Well, I never record in studios. I did on my first album, and I’ve done it before that. I understood on my second album that I’d rather do field recordings, so it’s wherever I am. I record in a room like this, wherever I am, when I feel like it. I don’t want to have it pushed, rent a studio or anything like that. So everything’s just integrated. In Hawaii and writing, and just cooking and bathing, traveling, I just did everything at the same time. I don’t really separate work, because it’s just me.

Since we’re talking about your recording process, what was it like working with Henning Fürst on this record?

It was great, he’s super playful and has a good ear. Very sensitive to what I wanted and I think we ended up being a good team. He got it, what I wanted. He has a good feel for those kind of beats I wanted.

Okay, to step backward in time a little bit, I wanted to ask why you chose to leave The Concretes when you did?

Well, it took me a while to understand it, but I was just not made for a big group like that. My ego was too big, my visions, and I didn’t want to compromise the democracy that we had. It just didn’t work for me. It took me, maybe, five years to get that.
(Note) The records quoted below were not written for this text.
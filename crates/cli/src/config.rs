//! Merchandising configuration for `sku sections` and the configurator
//! commands.
//!
//! # Example
//!
//! ```toml
//! [defaults]
//! preferred_condition = "New"
//!
//! [[sections]]
//! id = "big-storage"
//! title = "Room to spare"
//! limit = 8
//!
//! [[sections.rules]]
//! key = "specs.storage"
//! operator = "gte"
//! value = 256
//!
//! [[sections]]
//! id = "refurbished-phones"
//! rules = [
//!     { key = "category", operator = "eq", value = "phones" },
//!     { key = "specs.condition_grade", operator = "neq", value = "C" },
//! ]
//! ```

use std::path::{Path, PathBuf};

use serde::Deserialize;
use sku_eval::DefaultPolicy;
use sku_interchange::SectionConfig;

/// Environment variable naming the config file when `--config` is absent.
pub const CONFIG_ENV: &str = "SKU_CONFIG";

/// Top-level `sku.toml` document.
#[derive(Debug, Clone, Default, Deserialize)]
pub struct MerchConfig {
    /// Default-variant policy used by the configurator commands.
    #[serde(default)]
    pub defaults: DefaultPolicy,
    /// Sections in display order.
    #[serde(default)]
    pub sections: Vec<SectionConfig>,
}

/// The config path from the flag, falling back to `SKU_CONFIG`.
pub fn config_path(flag: Option<&Path>) -> Option<PathBuf> {
    flag.map(Path::to_path_buf).or_else(|| {
        std::env::var_os(CONFIG_ENV)
            .filter(|v| !v.is_empty())
            .map(PathBuf::from)
    })
}

/// Read and parse a config file from `path`.
pub fn read_config(path: &Path) -> Result<MerchConfig, String> {
    let content = std::fs::read_to_string(path)
        .map_err(|e| format!("could not read '{}': {}", path.display(), e))?;
    parse_config(&content).map_err(|e| format!("could not parse '{}': {}", path.display(), e))
}

fn parse_config(content: &str) -> Result<MerchConfig, String> {
    let config: MerchConfig = toml::from_str(content).map_err(|e| e.to_string())?;
    let mut seen = std::collections::BTreeSet::new();
    for section in &config.sections {
        if section.id.is_empty() {
            return Err("section id must not be empty".to_string());
        }
        if !seen.insert(section.id.as_str()) {
            return Err(format!("duplicate section id '{}'", section.id));
        }
    }
    tracing::debug!(sections = config.sections.len(), "loaded merchandising config");
    Ok(config)
}

/// Load the config named by the flag or environment, or the default
/// config when neither is set.
pub fn load(flag: Option<&Path>) -> Result<MerchConfig, String> {
    match config_path(flag) {
        Some(path) => read_config(&path),
        None => Ok(MerchConfig::default()),
    }
}

#[cfg(test)]
mod tests {
    use super::*;
    use sku_interchange::{RuleOperator, SpecValue};

    #[test]
    fn parses_sections_and_defaults() {
        let config = parse_config(
            r#"
[defaults]
preferred_condition = "Refurbished"

[[sections]]
id = "big"
title = "Big storage"
limit = 2

[[sections.rules]]
key = "specs.storage"
operator = "gte"
value = 256

[[sections]]
id = "phones"
rules = [{ field = "category", operator = "eq", value = "phones" }]
"#,
        )
        .unwrap();

        assert_eq!(config.defaults.preferred_condition, "Refurbished");
        assert_eq!(config.sections.len(), 2);
        let big = &config.sections[0];
        assert_eq!(big.limit, Some(2));
        assert_eq!(big.rules[0].operator, RuleOperator::Gte);
        assert_eq!(big.rules[0].value, SpecValue::from(256u64));
        assert_eq!(config.sections[1].rules[0].key.as_deref(), Some("category"));
    }

    #[test]
    fn empty_document_is_default() {
        let config = parse_config("").unwrap();
        assert_eq!(config.defaults, DefaultPolicy::default());
        assert!(config.sections.is_empty());
    }

    #[test]
    fn unknown_operator_is_kept() {
        let config = parse_config(
            r#"
[[sections]]
id = "odd"
rules = [{ key = "name", operator = "matches", value = "x" }]
"#,
        )
        .unwrap();
        assert_eq!(config.sections[0].rules[0].operator, RuleOperator::Unknown);
    }

    #[test]
    fn duplicate_section_ids_rejected() {
        let err = parse_config(
            r#"
[[sections]]
id = "a"
[[sections]]
id = "a"
"#,
        )
        .unwrap_err();
        assert!(err.contains("duplicate section id 'a'"));
    }

    #[test]
    fn missing_section_id_rejected() {
        assert!(parse_config("[[sections]]\ntitle = \"x\"").is_err());
    }
}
Do you ever regret leaving the band?

Maybe the way it happened, because all of us–it wasn’t a very good moment. I just had to leave. I miss them as people, but not as a band. I wouldn’t want to do that anymore, so I don’t regret that. But it had to be that I don’t have them anymore, so that was sad, that part.

East of Eden and Other Worlds are an obvious departure from the pop sound you were cultivating with The Concretes and on Open Field, do you think you still carry those influences with you? Or did you let of go that and try to immerse yourself in something entirely new?

I have this belief that you have a few songs in you, and you alter them in different arrangements and instruments, but you are still working on three songs and changing them to short and long, happy or sad. I’m still me and I kind of work the same way, but I do think that rhythms are more important to me these days. Beat driven, a very strong melody. They are very important for each other.

So in your process, do beats and melody come first?

Yeah. And the usually a few words come, so I get the hint of what’s going on. What it’s about.

Moving on to your tour, how does it feel to be on the road with Jens Lekman, a fellow Swede?

Good. We’re old friends. Yeah, it feels very relaxed and easy. We’re doing a song together every night, we do a cover. It’s a Neil Young song, but we do the Nicolette Larson version of it. “Lotta Love.” It’s a disco version. It’s cool, my band joins his band, so it’s a big thing going on.

Okay great, well I’m excited to hear it! I just have one question left for you.  It may be a bit premature, since you are just coming off the release of Other Worlds, but what comes next?

Too early to tell. I have an idea, but I can’t reveal anything right now.

Well, just to give us a taste, does it deal with you traveling somewhere new?

Partly.

Okay, I’ll have to take that as an answer for now.